Povo aprova, em sua grande maioria, proposta de Dilma para realização de plebiscito da reforma política

Povo aprova, em sua grande maioria, proposta de Dilma para realização de plebiscito para a reforma política [clique na imagem para ampliar]

O Datafolha colocou uma pesquisa nas ruas para avaliar a popularidade da presidenta Dilma.  Nada de anormal, não fosse o fato de que o fez novamente 3 semanas após ter realizado uma outra, coincidentemente, antes dos protestos.  Não achou necessário esperar a acomodação do sentimento coletivo sobre os fatos ocorridos. Ou seja, qualquer instituto de pesquisa sabe que as pessoas pensam melhor com a razão e não com a paixão.  O Datafolha explorou a paixão do momento…

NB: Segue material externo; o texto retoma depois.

//! Startup configuration for the security subsystem. The cipher key is
//! never hard-coded: the JSON config file declares where it comes from
//! (an environment variable, a key file, or a passphrase-derived key),
//! and a configuration that yields no usable key refuses to load.

use std::fs;
use std::path::{Path, PathBuf};

use argon2::{Algorithm, Argon2, Params, Version};
use base64::{engine::general_purpose::STANDARD_NO_PAD, Engine};
use serde::Deserialize;
use thiserror::Error;
use zeroize::Zeroize;

use crate::crypto::cipher::{CipherKey, KEY_LEN};

#[derive(Debug, Error)]
pub enum ConfigError {
    #[error("config file unreadable: {0}")]
    Io(String),
    #[error("config parse failed: {0}")]
    Parse(String),
    #[error("cipher key unusable: {0}")]
    Key(String),
    #[error("no usable cipher key source configured")]
    MissingKeySource,
}

/// Where the process finds its cipher key. Exactly one source is used,
/// tried in the order the fields are listed here.
#[derive(Debug, Deserialize)]
pub struct KeyConfig {
    /// Base64-encoded 16 byte key stored in an environment variable.
    pub key_env: Option<String>,
    /// Path to a file that contains the base64-encoded key.
    pub key_path: Option<PathBuf>,
    /// Environment variable that stores a local passphrase (for Argon2id KDF).
    pub passphrase_env: Option<String>,
    /// Base64-encoded salt used alongside the passphrase.
    pub salt_b64: Option<String>,
}

impl KeyConfig {
    fn load_key(&self) -> Result<CipherKey, ConfigError> {
        if let Some(var) = &self.key_env {
            let encoded = std::env::var(var).map_err(|e| ConfigError::Key(format!("{e}")))?;
            return decode_key(&encoded);
        }
        if let Some(path) = &self.key_path {
            let content =
                fs::read_to_string(path).map_err(|e| ConfigError::Key(format!("{e}")))?;
            return decode_key(content.trim());
        }
        if let (Some(pass_env), Some(salt_b64)) = (&self.passphrase_env, &self.salt_b64) {
            let passphrase =
                std::env::var(pass_env).map_err(|e| ConfigError::Key(format!("{e}")))?;
            let salt = STANDARD_NO_PAD
                .decode(salt_b64.as_bytes())
                .map_err(|e| ConfigError::Key(format!("{e}")))?;
            return derive_key(&passphrase, &salt);
        }
        Err(ConfigError::MissingKeySource)
    }
}

fn decode_key(encoded: &str) -> Result<CipherKey, ConfigError> {
    let decoded = STANDARD_NO_PAD
        .decode(encoded.as_bytes())
        .map_err(|e| ConfigError::Key(format!("{e}")))?;
    CipherKey::from_bytes(&decoded).map_err(|e| ConfigError::Key(format!("{e}")))
}

/// Derives the cipher key from a local passphrase using Argon2id. The salt
/// must be random and unique per deployment; store it in the config next
/// to the source declaration, never the passphrase itself.
fn derive_key(passphrase: &str, salt: &[u8]) -> Result<CipherKey, ConfigError> {
    let params =
        Params::new(19 * 1024, 3, 1, Some(KEY_LEN)).map_err(|e| ConfigError::Key(format!("{e}")))?;
    let argon2 = Argon2::new(Algorithm::Argon2id, Version::V0x13, params);

    let mut output = [0u8; KEY_LEN];
    argon2
        .hash_password_into(passphrase.as_bytes(), salt, &mut output)
        .map_err(|e| ConfigError::Key(format!("{e}")))?;

    let key = CipherKey::from_bytes(&output).map_err(|e| ConfigError::Key(format!("{e}")))?;
    output.zeroize();
    Ok(key)
}

#[derive(Debug, Deserialize)]
pub struct RawSecurityConfig {
    pub cipher: KeyConfig,
    #[serde(rename = "debugLevel")]
    pub debug_level: Option<String>,
}

/// Resolved startup state: the key is loaded and ready to inject into the
/// cipher; the raw source declaration is no longer needed.
pub struct RuntimeConfig {
    pub cipher_key: CipherKey,
    pub debug_level: Option<String>,
}

impl std::fmt::Debug for RuntimeConfig {
    fn fmt(&self, f: &mut std::fmt::Formatter<'_>) -> std::fmt::Result {
        f.debug_struct("RuntimeConfig")
            .field("cipher_key", &"<redacted>")
            .field("debug_level", &self.debug_level)
            .finish()
    }
}

/// Loads the JSON configuration and resolves the cipher key. A broken or
/// absent key source fails here, before any entity is touched.
pub fn load_config(path: impl AsRef<Path>) -> Result<RuntimeConfig, ConfigError> {
    let raw_json = fs::read_to_string(&path).map_err(|e| ConfigError::Io(format!("{e}")))?;
    let raw: RawSecurityConfig =
        serde_json::from_str(&raw_json).map_err(|e| ConfigError::Parse(format!("{e}")))?;

    let cipher_key = raw.cipher.load_key()?;
    Ok(RuntimeConfig {
        cipher_key,
        debug_level: raw.debug_level,
    })
}

#[cfg(test)]
mod tests {
    use super::{load_config, ConfigError};
    use crate::crypto::cipher::FieldCipher;
    use base64::{engine::general_purpose::STANDARD_NO_PAD, Engine};
    use serde_json::json;
    use std::fs;
    use tempfile::NamedTempFile;

    fn write_config(payload: serde_json::Value) -> NamedTempFile {
        let file = NamedTempFile::new().expect("temp file");
        fs::write(file.path(), serde_json::to_vec(&payload).unwrap()).unwrap();
        file
    }

    #[test]
    fn loads_key_from_env_var() {
        let var = "ECOTECH_TEST_KEY_FROM_ENV";
        std::env::set_var(var, STANDARD_NO_PAD.encode(b"unit-test-key-16"));

        let file = write_config(json!({
            "cipher": {
                "key_env": var,
                "key_path": null,
                "passphrase_env": null,
                "salt_b64": null
            },
            "debugLevel": "info"
        }));

        let config = load_config(file.path()).expect("config should load");
        assert_eq!(config.debug_level.as_deref(), Some("info"));

        let cipher = FieldCipher::new(config.cipher_key);
        assert_eq!(cipher.decrypt(&cipher.encrypt("probe")).unwrap(), "probe");
    }

    #[test]
    fn loads_key_from_file() {
        let key_file = NamedTempFile::new().expect("temp file");
        fs::write(
            key_file.path(),
            format!("{}\n", STANDARD_NO_PAD.encode(b"unit-test-key-16")),
        )
        .unwrap();

        let file = write_config(json!({
            "cipher": {
                "key_env": null,
                "key_path": key_file.path(),
                "passphrase_env": null,
                "salt_b64": null
            }
        }));

        let config = load_config(file.path()).expect("config should load");
        let cipher = FieldCipher::new(config.cipher_key);
        assert_eq!(cipher.decrypt(&cipher.encrypt("probe")).unwrap(), "probe");
    }

    #[test]
    fn derives_key_from_passphrase() {
        let var = "ECOTECH_TEST_PASSPHRASE";
        std::env::set_var(var, "pa55phrase");

        let payload = json!({
            "cipher": {
                "key_env": null,
                "key_path": null,
                "passphrase_env": var,
                "salt_b64": STANDARD_NO_PAD.encode(b"static-test-salt-123")
            }
        });

        // The derivation is deterministic: two loads must yield the same key.
        let first = load_config(write_config(payload.clone()).path()).expect("config should load");
        let second = load_config(write_config(payload).path()).expect("config should load");

        let first = FieldCipher::new(first.cipher_key);
        let second = FieldCipher::new(second.cipher_key);
        assert_eq!(first.encrypt("probe"), second.encrypt("probe"));
        assert_eq!(first.decrypt(&first.encrypt("probe")).unwrap(), "probe");
    }

    #[test]
    fn refuses_to_load_without_key_source() {
        let file = write_config(json!({
            "cipher": {
                "key_env": null,
                "key_path": null,
                "passphrase_env": null,
                "salt_b64": null
            }
        }));

        let err = load_config(file.path()).unwrap_err();
        assert!(matches!(err, ConfigError::MissingKeySource));
    }

    #[test]
    fn rejects_wrong_key_length() {
        let var = "ECOTECH_TEST_SHORT_KEY";
        std::env::set_var(var, STANDARD_NO_PAD.encode(b"too-short"));

        let file = write_config(json!({
            "cipher": {
                "key_env": var,
                "key_path": null,
                "passphrase_env": null,
                "salt_b64": null
            }
        }));

        let err = load_config(file.path()).unwrap_err();
        assert!(matches!(err, ConfigError::Key(_)));
    }
}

Neste período, entras as duas pesquisas realizadas, a avaliação do governo caiu.

Mas a queda deu-se acentuadamente entre os mais ricos, mais escolarizados e mais jovens, segundo os gráficos do próprio Datafolha.

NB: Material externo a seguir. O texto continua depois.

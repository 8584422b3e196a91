//! Typed wrapper that keeps a confidential field encrypted at rest.
//! Entities hold one `EncryptedAttribute` per protected column (address,
//! phone, email); plaintext exists only in the accessors, and only the
//! ciphertext ever crosses the persistence boundary.

use tracing::warn;

use crate::crypto::cipher::FieldCipher;

/// One logical confidential field. "No data" is its own state: it is
/// stored as absence, never as an encrypted empty string, so rewriting an
/// empty value is idempotent and leaks no cipher artifact.
#[derive(Debug, Clone)]
pub struct EncryptedAttribute {
    field: &'static str,
    ciphertext: Option<Vec<u8>>,
}

impl EncryptedAttribute {
    /// A fresh attribute with no stored value.
    pub fn new(field: &'static str) -> Self {
        Self {
            field,
            ciphertext: None,
        }
    }

    /// Rebuilds an attribute from a persisted column. Empty blobs are
    /// normalized to the absent state.
    pub fn from_stored(field: &'static str, stored: Option<Vec<u8>>) -> Self {
        Self {
            field,
            ciphertext: stored.filter(|blob| !blob.is_empty()),
        }
    }

    /// Decrypts and returns the field value, or `""` when nothing is
    /// stored. A blob that fails to decode is logged and degraded to `""`
    /// so record listings keep working over corrupted legacy columns.
    pub fn read(&self, cipher: &FieldCipher) -> String {
        let ciphertext = match &self.ciphertext {
            Some(ciphertext) => ciphertext,
            None => return String::new(),
        };
        match cipher.decrypt(ciphertext) {
            Ok(plaintext) => plaintext,
            Err(error) => {
                warn!(field = self.field, error = %error, "stored ciphertext failed to decode");
                String::new()
            }
        }
    }

    /// Encrypts and stores a new field value, replacing the previous one.
    /// An empty plaintext clears the stored value instead of producing a
    /// pad-only block.
    pub fn write(&mut self, cipher: &FieldCipher, plaintext: &str) {
        self.ciphertext = if plaintext.is_empty() {
            None
        } else {
            Some(cipher.encrypt(plaintext))
        };
    }

    /// Ciphertext to hand to the persistence collaborator, if any.
    pub fn stored(&self) -> Option<&[u8]> {
        self.ciphertext.as_deref()
    }
}
use serde::{Deserialize, Serialize};

/// Token claims issued by the identity provider.
#[derive(Debug, Serialize, Deserialize)]
pub struct Claims {
    pub sub: String,
    pub exp: usize,
    #[serde(default, skip_serializing_if = "Option::is_none")]
    pub name: Option<String>,
    #[serde(default, skip_serializing_if = "Option::is_none")]
    pub email: Option<String>,
    #[serde(default, skip_serializing_if = "Option::is_none")]
    pub iss: Option<String>,
}

/// The signed-in caller, attached to the request by the auth middleware.
#[derive(Debug, Serialize, Deserialize, Clone, PartialEq, Eq)]
pub struct Identity {
    pub subject: String,
    pub name: Option<String>,
    pub email: Option<String>,
}

impl From<Claims> for Identity {
    fn from(claims: Claims) -> Self {
        Self {
            subject: claims.sub,
            name: claims.name,
            email: claims.email,
        }
    }
}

Foram justamente estes extratos da sociedade que saíram as ruas “contra tudo que está aí”.

Mas o instituto de pesquisa da Folha de São Paulo, desconsiderando que a onda de protestos se pautou, também, pelo descontentamento contra todos os políticos e governos, em todas as esferas de poder, resolveu escolher somente Dilma para crucificar nos índices divulgados hoje.

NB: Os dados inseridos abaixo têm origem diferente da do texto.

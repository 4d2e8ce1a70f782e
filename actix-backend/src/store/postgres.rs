use async_trait::async_trait;
use chrono::{DateTime, Utc};
use sqlx::{postgres::PgPoolOptions, Pool, Postgres, QueryBuilder};
use uuid::Uuid;

use super::{Repository, StoreResult};
use crate::models::{
    CodeExecution, ExecutionCursor, NewComment, NewExecution, NewSnippet, Snippet, SnippetComment, Star, User,
    UserProfile,
};

pub struct PgRepository {
    db: Pool<Postgres>,
}

impl PgRepository {
    pub async fn connect(database_url: &str, max_connections: u32) -> StoreResult<Self> {
        let db = PgPoolOptions::new()
            .max_connections(max_connections)
            .connect(database_url)
            .await?;
        Ok(Self { db })
    }

    pub async fn migrate(&self) -> StoreResult<()> {
        sqlx::migrate!("./migrations").run(&self.db).await?;
        Ok(())
    }
}

#[async_trait]
impl Repository for PgRepository {
    async fn find_user(&self, user_id: &str) -> StoreResult<Option<User>> {
        let user = sqlx::query_as::<_, User>("SELECT * FROM users WHERE user_id = $1")
            .bind(user_id)
            .fetch_optional(&self.db)
            .await?;
        Ok(user)
    }

    async fn upsert_user(&self, profile: &UserProfile) -> StoreResult<User> {
        let user = sqlx::query_as::<_, User>(
            r#"
            INSERT INTO users (user_id, email, name, created_at)
            VALUES ($1, $2, $3, $4)
            ON CONFLICT (user_id) DO UPDATE
               SET email = EXCLUDED.email,
                   name  = EXCLUDED.name
            RETURNING *
            "#,
        )
        .bind(&profile.user_id)
        .bind(&profile.email)
        .bind(&profile.name)
        .bind(profile.created_at)
        .fetch_one(&self.db)
        .await?;
        Ok(user)
    }

    async fn set_pro(&self, user_id: &str, since: DateTime<Utc>) -> StoreResult<Option<User>> {
        let user = sqlx::query_as::<_, User>(
            r#"
            UPDATE users
               SET is_pro    = TRUE,
                   pro_since = $2
             WHERE user_id = $1
            RETURNING *
            "#,
        )
        .bind(user_id)
        .bind(since)
        .fetch_optional(&self.db)
        .await?;
        Ok(user)
    }

    async fn insert_execution(&self, execution: NewExecution) -> StoreResult<CodeExecution> {
        let rec = sqlx::query_as::<_, CodeExecution>(
            r#"
            INSERT INTO code_executions (id, user_id, language, code, output, error, created_at)
            VALUES ($1, $2, $3, $4, $5, $6, $7)
            RETURNING *
            "#,
        )
        .bind(Uuid::new_v4())
        .bind(execution.user_id)
        .bind(execution.language)
        .bind(execution.code)
        .bind(execution.output)
        .bind(execution.error)
        .bind(execution.created_at)
        .fetch_one(&self.db)
        .await?;
        Ok(rec)
    }

    async fn list_executions(&self, user_id: &str) -> StoreResult<Vec<CodeExecution>> {
        let records = sqlx::query_as::<_, CodeExecution>(
            "SELECT * FROM code_executions WHERE user_id = $1 ORDER BY created_at ASC, id ASC",
        )
        .bind(user_id)
        .fetch_all(&self.db)
        .await?;
        Ok(records)
    }

    async fn page_executions(
        &self,
        user_id: &str,
        after: Option<&ExecutionCursor>,
        limit: usize,
    ) -> StoreResult<Vec<CodeExecution>> {
        let mut qb: QueryBuilder<Postgres> = QueryBuilder::new("SELECT * FROM code_executions WHERE user_id = ");
        qb.push_bind(user_id);

        if let Some(cursor) = after {
            qb.push(" AND (created_at, id) < (")
                .push_bind(cursor.created_at)
                .push(", ")
                .push_bind(cursor.id)
                .push(")");
        }

        qb.push(" ORDER BY created_at DESC, id DESC")
            .push(" LIMIT ")
            .push_bind(limit as i64);

        let records: Vec<CodeExecution> = qb.build_query_as().fetch_all(&self.db).await?;
        Ok(records)
    }

    async fn insert_snippet(&self, snippet: NewSnippet) -> StoreResult<Snippet> {
        let rec = sqlx::query_as::<_, Snippet>(
            r#"
            INSERT INTO snippets (id, user_id, user_name, title, language, code, created_at)
            VALUES ($1, $2, $3, $4, $5, $6, $7)
            RETURNING *
            "#,
        )
        .bind(Uuid::new_v4())
        .bind(snippet.user_id)
        .bind(snippet.user_name)
        .bind(snippet.title)
        .bind(snippet.language)
        .bind(snippet.code)
        .bind(snippet.created_at)
        .fetch_one(&self.db)
        .await?;
        Ok(rec)
    }

    async fn get_snippet(&self, id: Uuid) -> StoreResult<Option<Snippet>> {
        let snippet = sqlx::query_as::<_, Snippet>("SELECT * FROM snippets WHERE id = $1")
            .bind(id)
            .fetch_optional(&self.db)
            .await?;
        Ok(snippet)
    }

    async fn list_snippets(&self) -> StoreResult<Vec<Snippet>> {
        let snippets = sqlx::query_as::<_, Snippet>("SELECT * FROM snippets ORDER BY created_at DESC, id DESC")
            .fetch_all(&self.db)
            .await?;
        Ok(snippets)
    }

    async fn delete_snippet(&self, id: Uuid) -> StoreResult<bool> {
        let result = sqlx::query("DELETE FROM snippets WHERE id = $1")
            .bind(id)
            .execute(&self.db)
            .await?;
        Ok(result.rows_affected() > 0)
    }

    async fn insert_comment(&self, comment: NewComment) -> StoreResult<SnippetComment> {
        let rec = sqlx::query_as::<_, SnippetComment>(
            r#"
            INSERT INTO snippet_comments (id, snippet_id, user_id, user_name, content, created_at)
            VALUES ($1, $2, $3, $4, $5, $6)
            RETURNING *
            "#,
        )
        .bind(Uuid::new_v4())
        .bind(comment.snippet_id)
        .bind(comment.user_id)
        .bind(comment.user_name)
        .bind(comment.content)
        .bind(comment.created_at)
        .fetch_one(&self.db)
        .await?;
        Ok(rec)
    }

    async fn get_comment(&self, id: Uuid) -> StoreResult<Option<SnippetComment>> {
        let comment = sqlx::query_as::<_, SnippetComment>("SELECT * FROM snippet_comments WHERE id = $1")
            .bind(id)
            .fetch_optional(&self.db)
            .await?;
        Ok(comment)
    }

    async fn list_comments(&self, snippet_id: Uuid) -> StoreResult<Vec<SnippetComment>> {
        let comments = sqlx::query_as::<_, SnippetComment>(
            r#"
            SELECT *
              FROM snippet_comments
             WHERE snippet_id = $1
             ORDER BY created_at DESC, id DESC
            "#,
        )
        .bind(snippet_id)
        .fetch_all(&self.db)
        .await?;
        Ok(comments)
    }

    async fn delete_comment(&self, id: Uuid) -> StoreResult<bool> {
        let result = sqlx::query("DELETE FROM snippet_comments WHERE id = $1")
            .bind(id)
            .execute(&self.db)
            .await?;
        Ok(result.rows_affected() > 0)
    }

    async fn delete_comments_for_snippet(&self, snippet_id: Uuid) -> StoreResult<u64> {
        let result = sqlx::query("DELETE FROM snippet_comments WHERE snippet_id = $1")
            .bind(snippet_id)
            .execute(&self.db)
            .await?;
        Ok(result.rows_affected())
    }

    async fn find_star(&self, user_id: &str, snippet_id: Uuid) -> StoreResult<Option<Star>> {
        let star = sqlx::query_as::<_, Star>(
            r#"
            SELECT *
              FROM stars
             WHERE user_id    = $1
               AND snippet_id = $2
            "#,
        )
        .bind(user_id)
        .bind(snippet_id)
        .fetch_optional(&self.db)
        .await?;
        Ok(star)
    }

    async fn insert_star(&self, user_id: &str, snippet_id: Uuid, at: DateTime<Utc>) -> StoreResult<Star> {
        // A concurrent toggle may have inserted the pair already; hand back that row.
        let star = sqlx::query_as::<_, Star>(
            r#"
            INSERT INTO stars (id, user_id, snippet_id, created_at)
            VALUES ($1, $2, $3, $4)
            ON CONFLICT (user_id, snippet_id) DO UPDATE
               SET user_id = EXCLUDED.user_id
            RETURNING *
            "#,
        )
        .bind(Uuid::new_v4())
        .bind(user_id)
        .bind(snippet_id)
        .bind(at)
        .fetch_one(&self.db)
        .await?;
        Ok(star)
    }

    async fn delete_star(&self, id: Uuid) -> StoreResult<bool> {
        let result = sqlx::query("DELETE FROM stars WHERE id = $1")
            .bind(id)
            .execute(&self.db)
            .await?;
        Ok(result.rows_affected() > 0)
    }

    async fn delete_stars_for_snippet(&self, snippet_id: Uuid) -> StoreResult<u64> {
        let result = sqlx::query("DELETE FROM stars WHERE snippet_id = $1")
            .bind(snippet_id)
            .execute(&self.db)
            .await?;
        Ok(result.rows_affected())
    }

    async fn list_stars_by_user(&self, user_id: &str) -> StoreResult<Vec<Star>> {
        let stars = sqlx::query_as::<_, Star>(
            "SELECT * FROM stars WHERE user_id = $1 ORDER BY created_at ASC, id ASC",
        )
        .bind(user_id)
        .fetch_all(&self.db)
        .await?;
        Ok(stars)
    }

    async fn count_stars(&self, snippet_id: Uuid) -> StoreResult<i64> {
        let (stars,): (i64,) = sqlx::query_as("SELECT COUNT(*) FROM stars WHERE snippet_id = $1")
            .bind(snippet_id)
            .fetch_one(&self.db)
            .await?;
        Ok(stars)
    }
}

Não há menção na pesquisa sobre governadores, prefeitos ou sobre a corrida presidencial.  O foco foi somente sobre a presidenta e seu governo.

O Datafolha parece ter escolhido esta semana ao perceber a diminuição dos protestos pelo Brasil, considerando o número de manifestantes nas ruas, para fazer tal apuração.  Se as manifestações diminuíssem ainda mais a crista da onda seria perdida e poderia não mostrar os números de agora.  Passado o estrondo, a razão costuma se sobrepor ao furor da sociedade e as coisas passam a ser melhor colocadas e respondidas.

O fato é que, sem dúvida a popularidade da presidenta cairia, assim como de todos que estão governando e outros políticos à procura de mandato, as manifestações já haviam dado este recado.

O sistema político atual e sua representatividade social capenga nos trouxeram até aqui e todos que estão dentro deste sistema são [e devem ser] alvos deste descontentamento, natural.

Se os questionamentos fossem feitos sobre a atuação do Congresso o abismo seria imenso.

A imprensa também não passou incólume neste período de inquietação social, sofreu mais danos a sua já frágil credibilidade.

O concreto é que o Datafolha não considerou importante questionar ou divulgar em conjunto [caso tenha feito tais levantamentos] tais perguntas sobre a imprensa e o congresso, pareceu-lhes irrelevante…

Apenas cumpriu o seu papel de sangrar o governo e tentar criar um fato semelhante ao que levou Lula a perder popularidade a menos de um ano de sua sucessão em 2006.  O movimento seguinte será o das análises políticas e eleitorais “isentas” dos bastidores políticos até 2014.  Uma verdadeira linha de montagem midiática.

Em março Dilma tinha 65% de avaliação ótima ou boa de seu governo, perdeu oito pontos até junho com o terrorismo da imprensa sobre a “inflação descontrolada” sendo despejada diariamente sobre o povo.

Em três semanas do mês de junho, a presidenta viu sua popularidade cair de 57% para 30%, mas mantendo-se positiva sobre os que consideram rui ou péssimo, 25%.

Um ato precedeu o outro sem qualquer conformidade, como as datas das pesquisas de opinião do instituto paulista parecem denunciar.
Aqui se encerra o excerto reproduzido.